Your task is to give the data again, exactly, with every line intact.

[Stored data entries]
• • • •
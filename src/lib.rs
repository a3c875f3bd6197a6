pub mod animation;
pub mod client;
pub mod config;
pub mod packet;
• • • •
EXERCISE SOLUTION:
filename src/lib.rs
repository a3c875f3bd6197a6
pub mod animation;
pub mod client;
pub mod config;
pub mod packet;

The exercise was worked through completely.